Costello also noted the increased capability of the surface ships and submarines accompanying the carriers to shoot Tomahawk cruise missiles, which can hit targets with great precision from nearly 1,000 miles away.

"Any attack that will happen will be preceded, most likely, by a Tomahawk strike," the two-star commander of the San Diego-based Cruiser-Destroyer Group One said at a news briefing.

"There are 30-plus ships that will be shooting into Iraq, hitting preplanned targets," he added.

At least six of the surface warships in the Persian Gulf and nearby waters in the Central Command region are from San Diego.
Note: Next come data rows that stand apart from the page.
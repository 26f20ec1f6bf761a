//! # Meal Catalog
//!
//! Fetches the menu from the remote store.
//!
//! ## Load Flow
//! ```text
//! ┌─────────────────────────────────────────────────────────────────────────┐
//! │                         Menu Loading                                    │
//! │                                                                         │
//! │  spawn_load()                                                           │
//! │     │                                                                   │
//! │     ├── watch<LoadState> starts at Loading ──► UI shows "Loading..."   │
//! │     │                                                                   │
//! │     └── task: GET <base>/meals.json                                     │
//! │              │                                                          │
//! │              ├── 2xx + { "m1": {...}, "m2": {...} }                     │
//! │              │      └── flatten by id ──► Ready(records)               │
//! │              ├── 2xx + null ────────────► Ready([])                    │
//! │              └── anything else ─────────► Error("...")                 │
//! └─────────────────────────────────────────────────────────────────────────┘
//! ```
//!
//! Each call issues exactly one request. There is no caching and no
//! cancellation.

use mealcart_core::types::{flatten_catalog, CatalogDocument};
use mealcart_core::MealRecord;
use reqwest::Client;
use tokio::sync::watch;
use tracing::{debug, instrument, warn};
use url::Url;

use crate::config::StorefrontConfig;
use crate::error::{ConfigResult, LoadError};

/// Where a menu load currently stands.
#[derive(Debug, Clone, PartialEq)]
pub enum LoadState {
    /// The request is in flight.
    Loading,
    /// The menu arrived.
    Ready(Vec<MealRecord>),
    /// The load failed; the message is meant for display.
    Error(String),
}

impl LoadState {
    /// True once the load has finished, successfully or not.
    pub fn is_terminal(&self) -> bool {
        !matches!(self, LoadState::Loading)
    }
}

/// Reads the menu document.
#[derive(Debug, Clone)]
pub struct MealCatalog {
    client: Client,
    meals_url: Url,
}

impl MealCatalog {
    /// Creates a catalog reading from the configured meals URL with `client`.
    pub fn new(client: Client, config: &StorefrontConfig) -> ConfigResult<Self> {
        Ok(MealCatalog {
            client,
            meals_url: config.meals_url()?,
        })
    }

    /// Creates a catalog with its own HTTP client built from `config`.
    pub fn from_config(config: &StorefrontConfig) -> ConfigResult<Self> {
        Self::new(config.http_client()?, config)
    }

    /// The URL the menu is read from.
    pub fn meals_url(&self) -> &Url {
        &self.meals_url
    }

    /// Fetches and flattens the menu.
    ///
    /// ## Errors
    /// - `LoadError::Transport` if the store cannot be reached
    /// - `LoadError::Status` for a non-2xx response
    /// - `LoadError::Decode` if the body is not a catalog document
    #[instrument(skip(self), fields(url = %self.meals_url))]
    pub async fn load_meals(&self) -> Result<Vec<MealRecord>, LoadError> {
        let response = self.client.get(self.meals_url.clone()).send().await?;

        let status = response.status();
        if !status.is_success() {
            warn!(status = status.as_u16(), "Menu request rejected");
            return Err(LoadError::Status {
                status: status.as_u16(),
            });
        }

        let body = response.bytes().await?;
        let document: CatalogDocument = serde_json::from_slice(&body)?;
        let meals = flatten_catalog(document);

        debug!(count = meals.len(), "Menu loaded");
        Ok(meals)
    }

    /// Starts a load in the background and returns its status channel.
    ///
    /// The receiver starts at `LoadState::Loading` and sees exactly one
    /// terminal state. Must be called from within a tokio runtime.
    pub fn spawn_load(&self) -> watch::Receiver<LoadState> {
        let (tx, rx) = watch::channel(LoadState::Loading);
        let catalog = self.clone();

        tokio::spawn(async move {
            let state = match catalog.load_meals().await {
                Ok(meals) => LoadState::Ready(meals),
                Err(e) => {
                    warn!(error = %e, "Menu load failed");
                    LoadState::Error(e.to_string())
                }
            };
            // Nobody listening any more is fine.
            let _ = tx.send(state);
        });

        rx
    }
}
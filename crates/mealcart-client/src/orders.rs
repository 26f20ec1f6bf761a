//! # Order Submission
//!
//! POSTs the order document to the remote store's orders collection.
//!
//! ```text
//! POST <base>/orders.json
//! Content-Type: application/json
//!
//! {
//!   "user": { "name": "...", "street": "...", "city": "...", "postalCode": "..." },
//!   "orderedItems": [ { "id": "m1", "name": "Sushi", "amount": 2, "price": 22.99 } ]
//! }
//! ```
//!
//! One attempt per call. The response body is never read.

use mealcart_core::{ContactInfo, LineItem, Order};
use reqwest::header::CONTENT_TYPE;
use reqwest::Client;
use tracing::{info, instrument, warn};
use url::Url;

use crate::config::StorefrontConfig;
use crate::error::{ConfigResult, SubmitError};

/// Sends orders to the remote store.
#[derive(Debug, Clone)]
pub struct OrderSubmitter {
    client: Client,
    orders_url: Url,
    check_status: bool,
}

impl OrderSubmitter {
    /// Creates a submitter for the configured orders URL using `client`.
    pub fn new(client: Client, config: &StorefrontConfig) -> ConfigResult<Self> {
        Ok(OrderSubmitter {
            client,
            orders_url: config.orders_url()?,
            check_status: config.orders.check_status,
        })
    }

    /// Creates a submitter with its own HTTP client built from `config`.
    pub fn from_config(config: &StorefrontConfig) -> ConfigResult<Self> {
        Self::new(config.http_client()?, config)
    }

    /// The URL orders are posted to.
    pub fn orders_url(&self) -> &Url {
        &self.orders_url
    }

    /// Submits `items` for delivery to `contact`.
    pub async fn submit_order(
        &self,
        contact: &ContactInfo,
        items: &[LineItem],
    ) -> Result<(), SubmitError> {
        let order = Order::new(contact.clone(), items.to_vec());
        self.submit(&order).await
    }

    /// Submits a prepared order.
    ///
    /// ## Errors
    /// - `SubmitError::Serialization` if the order cannot be encoded
    /// - `SubmitError::Transport` if no response arrives
    /// - `SubmitError::Status` for a non-2xx response, unless status checks
    ///   are turned off
    #[instrument(skip(self, order), fields(url = %self.orders_url, items = order.ordered_items.len()))]
    pub async fn submit(&self, order: &Order) -> Result<(), SubmitError> {
        let body = serde_json::to_vec(order)?;

        let response = self
            .client
            .post(self.orders_url.clone())
            .header(CONTENT_TYPE, "application/json")
            .body(body)
            .send()
            .await?;

        let status = response.status();
        if !status.is_success() {
            if self.check_status {
                warn!(status = status.as_u16(), "Order rejected by store");
                return Err(SubmitError::Status {
                    status: status.as_u16(),
                });
            }
            warn!(
                status = status.as_u16(),
                "Order store returned an error status; treating as submitted"
            );
        }

        info!(total = %order.total(), "Order submitted");
        Ok(())
    }
}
He said the unmanned missiles "will clear the way" for Navy and Air Force strike aircraft. "And between the Tomahawks and our air assets, we will pave the way for our ground forces."

Costello also noted that 12 years of air patrols and numerous air strikes in enforcement of the no-fly zones have weakened Iraq's air defense over nearly two-thirds of the nation.

He said air defenses around Baghdad "are a concern," but "it is not a concern we can't handle."

The continuing air missions over Iraq also have given the allied fliers considerable familiarity with the country and its defenses, the admiral said.

Airplanes from Constellation's Carrier Air Wing Two have been flying missions over the southern no-fly zone since the carrier arrived in the Persian Gulf on Dec. 19, and many of the pilots were flying similar missions more than a year ago, he said. His briefing was punctuated by the heavy thump and roar of landing jets returning from their latest missions over Iraq.

Four of the squadrons in the air wing are based at San Diego air stations, including Marine Fighter Attack Squadron 323 from Miramar Marine Corps Air Station.

But sending aircraft over Iraq is only one of the major responsibilities Costello has in his added duties as commander of Task Force 55. He is responsible for escorting allied ships through the narrow and potentially dangerous passages out of the Red Sea and into the Persian Gulf.

The warships under his command also are responsible for ensuring that Iraq does not threaten the allied navies with sea mines, which crippled two U.S. ships during the 1991 conflict. And they enforce the U.N. sanctions that restrict exports of Iraqi oil and import of arms and other banned items.

Costello noted that 15 small ships carrying illegal oil tried to sail out of Iraqi waters the previous night but were stopped and forced to return by the patrolling allied ships.

"There is pretty much a steady flow of people (ships) coming out. We're turning them back," he said.